Os preços do gás natural e do petróleo registaram uma forte subida esta segunda-feira, na sequência do agravamento das tensões entre os Estados Unidos e o Irão, após o fracasso das negociações realizadas no fim de semana no Paquistão.
No mercado europeu, o gás natural para entrega a um mês no índice de referência Title Transfer Facility, negociado nos Países Baixos, subiu 8,60%, fixando-se nos 47,66 euros por megawatt-hora (MWh), depois de ter atingido 49,52 euros na abertura da sessão.
A subida surge após o anúncio do presidente norte-americano, Donald Trump, de que os Estados Unidos pretendem bloquear todas as embarcações que tentem entrar ou sair do Estreito de Ormuz, uma das principais rotas energéticas globais.
O impacto fez-se sentir igualmente no mercado petrolífero.
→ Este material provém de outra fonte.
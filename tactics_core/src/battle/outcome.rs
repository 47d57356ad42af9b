//! Round and battle outcome types handed to the sink

use crate::combat::DamageReport;
use crate::combatant::{Combatant, PassiveTick};
use crate::item::MagicItem;
use serde::{Deserialize, Serialize};

/// One combatant's state at the start of a round, after the flag reset,
/// the fixed recharge, and the passive item tick
#[derive(Debug, Clone, PartialEq, Eq, Serialize, Deserialize)]
pub struct SideStatus {
    pub name: String,
    pub hp: u32,
    pub max_hp: u32,
    pub ep: u32,
    pub max_ep: u32,
    /// What the equipped passive item regenerated this round
    pub passive: PassiveTick,
}

impl SideStatus {
    pub(crate) fn of(combatant: &Combatant, passive: PassiveTick) -> Self {
        let stats = combatant.stats();
        SideStatus {
            name: combatant.name().to_string(),
            hp: stats.hp,
            max_hp: stats.max_hp,
            ep: stats.ep,
            max_ep: stats.max_ep,
            passive,
        }
    }
}

/// Snapshot published to the sink before move selection begins
#[derive(Debug, Clone, PartialEq, Eq, Serialize, Deserialize)]
pub struct RoundStart {
    pub round: u32,
    pub player1: SideStatus,
    pub player2: SideStatus,
}

/// One combatant's side of a resolved round
#[derive(Debug, Clone, PartialEq, Eq, Serialize, Deserialize)]
pub struct PlayerRoundSummary {
    pub name: String,
    pub move_name: String,
    /// EP delta over the resolution step; negative for Recharge
    pub ep_spent: i32,
    pub hp_after: u32,
    pub ep_after: u32,
    /// The opponent's attack against this combatant, if any
    pub damage_taken: Option<DamageReport>,
    /// HP this combatant's own move restored to them
    pub hp_restored: u32,
    /// EP this combatant's own move restored to them
    pub ep_restored: u32,
}

/// A fully resolved round
#[derive(Debug, Clone, PartialEq, Eq, Serialize, Deserialize)]
pub struct RoundOutcome {
    pub round: u32,
    pub player1: PlayerRoundSummary,
    pub player2: PlayerRoundSummary,
}

/// Who won the battle
#[derive(Debug, Clone, Copy, PartialEq, Eq, Serialize, Deserialize)]
#[serde(rename_all = "snake_case")]
pub enum Winner {
    Player1,
    Player2,
    /// Both combatants reached 0 HP in the same round
    Draw,
}

/// Final battle outcome
#[derive(Debug, Clone, PartialEq, Serialize, Deserialize)]
pub struct BattleResult {
    pub winner: Winner,
    /// Number of rounds the battle ran
    pub rounds: u32,
    /// Reward item drawn on a win milestone, already added to the
    /// winner's inventory
    pub reward: Option<MagicItem>,
}

#[cfg(test)]
mod tests {
    use super::*;
    use crate::combat::DamageOutcome;

    #[test]
    fn test_round_outcome_serializes() {
        let outcome = RoundOutcome {
            round: 2,
            player1: PlayerRoundSummary {
                name: "Kael".to_string(),
                move_name: "Defend".to_string(),
                ep_spent: 5,
                hp_after: 90,
                ep_after: 45,
                damage_taken: Some(DamageReport {
                    raw: 20,
                    applied: 10,
                    outcome: DamageOutcome::Defended,
                    evade_failed: false,
                    hp_before: 100,
                    hp_after: 90,
                    is_knockout: false,
                }),
                hp_restored: 0,
                ep_restored: 0,
            },
            player2: PlayerRoundSummary {
                name: "Mira".to_string(),
                move_name: "Shiv".to_string(),
                ep_spent: 5,
                hp_after: 100,
                ep_after: 45,
                damage_taken: None,
                hp_restored: 0,
                ep_restored: 0,
            },
        };

        let json = serde_json::to_string(&outcome).unwrap();
        let back: RoundOutcome = serde_json::from_str(&json).unwrap();
        assert_eq!(back, outcome);
        assert!(json.contains("\"defended\""));
    }
}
Pelas 06h00 (hora de Lisboa), o Brent crude, referência europeia, avançava 7,51% para os 102,25 dólares por barril, tendo atingido durante a madrugada um pico de 103,87 dólares.
A escalada nos preços energéticos reflete a crescente preocupação dos mercados quanto a eventuais perturbações no fornecimento global, numa altura em que o Estreito de Ormuz concentra uma parte significativa do transporte mundial de petróleo e gás.
O atual cenário contrasta com o da semana anterior, quando o preço do gás natural registou uma queda acentuada, superior a 19%, impulsionada pelo anúncio de um cessar-fogo entre Washington e Teerão e pelo início das conversações diplomáticas. No entanto, o insucesso das negociações veio inverter rapidamente essa tendência.
Analistas alertam que a volatilidade deverá manter-se elevada nos próximos dias, com os mercados energéticos particularmente sensíveis à evolução geopolítica na região do Golfo Pérsico.